Oxfam International warned that massive aid cuts by major donors could devastate Africa’s development as 17 OECD countries slash $31.1 billion from their 2025 budgets, with the US planning a 90% reduction and France cutting up to 40%, according to recently released report.
The cuts come as aid already fails to reach the world’s poorest countries, with only 0.06% of rich nations’ income going to African Least Developed Countries despite housing half of all people in extreme poverty. Critical sectors like education, agriculture, and social protection receive just 20% of aid while administrative costs for processing aid to Africa nearly match spending on public finance management.
Aid effectiveness has deteriorated as donor practices favor their own NGOs over local actors, with only 1.2% of humanitarian funding reaching local organizations directly in 2022. Meanwhile, 70% of climate finance comes as loans rather than grants, deepening debt burdens for countries that contribute least to global emissions. African nations need $3 trillion annually to meet climate commitments but wealthy countries pledged only $300 billion at COP29.

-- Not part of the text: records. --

/// mpv process supervisor.
///
/// Lifecycle:
///
/// ```text
///   NotRunning ──start()──▶ Starting ──probe ok──▶ Running
///        ▲                     │                     │
///        └──── spawn failed / exited early ──────────┤
///        └──────────── Stopping ◀──────stop()────────┘
/// ```
///
/// The player runs in its own process group so that `stop()` reaches any
/// helpers it forks.  Failures are logged and reported as `false`; nothing
/// here returns an error to the caller.
use std::path::{Path, PathBuf};
use std::process::Stdio;
use std::time::Duration;

use radio_proto::config::PlayerConfig;
use tokio::process::{Child, Command};
use tracing::{debug, info, warn};

/// Readiness probe granularity.
const PROBE_INTERVAL: Duration = Duration::from_millis(100);

#[derive(Debug, Clone, Copy, PartialEq, Eq)]
pub enum SupervisorState {
    NotRunning,
    Starting,
    Running,
    Stopping,
}

/// Everything needed to launch one player instance.
#[derive(Debug, Clone)]
pub struct LaunchOptions {
    pub binary: PathBuf,
    pub socket: PathBuf,
    pub demuxer_max_bytes: String,
    pub audio_buffer_secs: f32,
    pub start_timeout: Duration,
    pub stop_timeout: Duration,
}

impl LaunchOptions {
    pub fn from_config(binary: PathBuf, socket: PathBuf, cfg: &PlayerConfig) -> Self {
        Self {
            binary,
            socket,
            demuxer_max_bytes: cfg.demuxer_max_bytes.clone(),
            audio_buffer_secs: cfg.audio_buffer_secs,
            start_timeout: Duration::from_millis(cfg.start_timeout_ms),
            stop_timeout: Duration::from_millis(cfg.stop_timeout_ms),
        }
    }

    /// Command line for `url`; the URL is always the last argument.
    pub fn args(&self, url: &str, volume: u8) -> Vec<String> {
        vec![
            "--no-video".to_string(),
            format!("--volume={}", volume.min(100)),
            "--quiet".to_string(),
            "--no-terminal".to_string(),
            "--cache=yes".to_string(),
            format!("--demuxer-max-bytes={}", self.demuxer_max_bytes),
            format!("--audio-buffer={}", self.audio_buffer_secs),
            radio_proto::platform::control_socket_arg(&self.socket),
            url.to_string(),
        ]
    }
}

pub struct MpvSupervisor {
    opts: LaunchOptions,
    state: SupervisorState,
    process: Option<Child>,
}

impl MpvSupervisor {
    pub fn new(opts: LaunchOptions) -> Self {
        Self {
            opts,
            state: SupervisorState::NotRunning,
            process: None,
        }
    }

    pub fn state(&self) -> SupervisorState {
        self.state
    }

    pub fn socket_path(&self) -> &Path {
        &self.opts.socket
    }

    /// True iff a process handle exists and it has not exited.
    pub fn is_running(&mut self) -> bool {
        match self.process.as_mut() {
            Some(child) => matches!(child.try_wait(), Ok(None)),
            None => false,
        }
    }

    /// Spawn the player for `url` and wait (bounded) for its control channel.
    ///
    /// Returns `true` only when the process is still alive after the probe.
    pub async fn start(&mut self, url: &str, volume: u8) -> bool {
        if self.process.is_some() {
            self.stop().await;
        }
        self.state = SupervisorState::Starting;
        remove_socket(&self.opts.socket).await;

        let mut cmd = Command::new(&self.opts.binary);
        cmd.args(self.opts.args(url, volume))
            .stdin(Stdio::null())
            .stdout(Stdio::null())
            .stderr(Stdio::null())
            .kill_on_drop(true);
        #[cfg(unix)]
        cmd.process_group(0);

        let mut child = match cmd.spawn() {
            Ok(child) => child,
            Err(e) => {
                warn!("mpv: spawn of {} failed: {}", self.opts.binary.display(), e);
                self.state = SupervisorState::NotRunning;
                return false;
            }
        };
        info!("mpv: spawned pid={:?} for {}", child.id(), url);

        let deadline = tokio::time::Instant::now() + self.opts.start_timeout;
        while tokio::time::Instant::now() < deadline {
            tokio::time::sleep(PROBE_INTERVAL).await;
            if let Ok(Some(status)) = child.try_wait() {
                warn!("mpv: exited during startup with {}", status);
                self.state = SupervisorState::NotRunning;
                remove_socket(&self.opts.socket).await;
                return false;
            }
            if control_channel_ready(&self.opts.socket) {
                debug!("mpv: control channel ready");
                break;
            }
        }

        match child.try_wait() {
            Ok(None) => {
                if !control_channel_ready(&self.opts.socket) {
                    debug!("mpv: alive but control channel not ready yet");
                }
                self.process = Some(child);
                self.state = SupervisorState::Running;
                true
            }
            Ok(Some(status)) => {
                warn!("mpv: exited during startup with {}", status);
                self.state = SupervisorState::NotRunning;
                remove_socket(&self.opts.socket).await;
                false
            }
            Err(e) => {
                warn!("mpv: cannot query process state: {}", e);
                let _ = child.kill().await;
                self.state = SupervisorState::NotRunning;
                remove_socket(&self.opts.socket).await;
                false
            }
        }
    }

    /// Graceful group termination, escalating to a forced kill after the
    /// stop timeout.  The control channel is always removed.  Idempotent.
    pub async fn stop(&mut self) {
        let Some(mut child) = self.process.take() else {
            self.state = SupervisorState::NotRunning;
            remove_socket(&self.opts.socket).await;
            return;
        };
        self.state = SupervisorState::Stopping;

        request_termination(&mut child);
        match tokio::time::timeout(self.opts.stop_timeout, child.wait()).await {
            Ok(Ok(status)) => debug!("mpv: exited with {}", status),
            Ok(Err(e)) => warn!("mpv: wait failed: {}", e),
            Err(_) => {
                warn!(
                    "mpv: still alive after {:?}, killing",
                    self.opts.stop_timeout
                );
                force_kill(&mut child).await;
            }
        }

        remove_socket(&self.opts.socket).await;
        self.state = SupervisorState::NotRunning;
        info!("mpv: stopped");
    }
}

#[cfg(unix)]
fn request_termination(child: &mut Child) {
    use nix::sys::signal::{killpg, Signal};
    use nix::unistd::Pid;

    match child.id() {
        Some(pid) => {
            if let Err(e) = killpg(Pid::from_raw(pid as i32), Signal::SIGTERM) {
                debug!("mpv: SIGTERM to group {} failed: {}", pid, e);
            }
        }
        None => debug!("mpv: process already reaped"),
    }
}

#[cfg(windows)]
fn request_termination(child: &mut Child) {
    if let Err(e) = child.start_kill() {
        debug!("mpv: terminate failed: {}", e);
    }
}

#[cfg(unix)]
async fn force_kill(child: &mut Child) {
    use nix::sys::signal::{killpg, Signal};
    use nix::unistd::Pid;

    if let Some(pid) = child.id() {
        let _ = killpg(Pid::from_raw(pid as i32), Signal::SIGKILL);
    }
    let _ = child.kill().await;
}

#[cfg(windows)]
async fn force_kill(child: &mut Child) {
    let _ = child.kill().await;
}

#[cfg(unix)]
fn control_channel_ready(socket: &Path) -> bool {
    socket.exists()
}

#[cfg(windows)]
fn control_channel_ready(socket: &Path) -> bool {
    tokio::net::windows::named_pipe::ClientOptions::new()
        .open(socket)
        .is_ok()
}

#[cfg(unix)]
async fn remove_socket(socket: &Path) {
    match tokio::fs::remove_file(socket).await {
        Ok(()) => debug!("mpv: removed {}", socket.display()),
        Err(e) if e.kind() == std::io::ErrorKind::NotFound => {}
        Err(e) => warn!("mpv: cannot remove {}: {}", socket.display(), e),
    }
}

/// Named pipes vanish with their server.
#[cfg(windows)]
async fn remove_socket(_socket: &Path) {}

The aid system marginalizes women’s rights organizations, which receive just 0.4% of gender-focused aid in Africa, while budget support to African governments declined from 21% during COVID-19 to 10% by 2023. “Current donor practices deviate from long-standing global commitments for aid effectiveness,” the report states, noting how conditionalities undermine country ownership and democratic policymaking.
Oxfam found that Africa loses $88.6 billion annually through illicit financial flows – more than combined foreign investment and aid – while receiving inadequate support for domestic revenue mobilization. The organization calls for rebuilding global cooperation grounded in justice and solidarity rather than perpetuating colonial-era power imbalances.
The briefing urges wealthy nations to honor their 0.7% aid commitments, increase support to Least Developed Countries, and deliver climate finance as grants rather than loans to avoid further marginalizing Africa’s most vulnerable populations.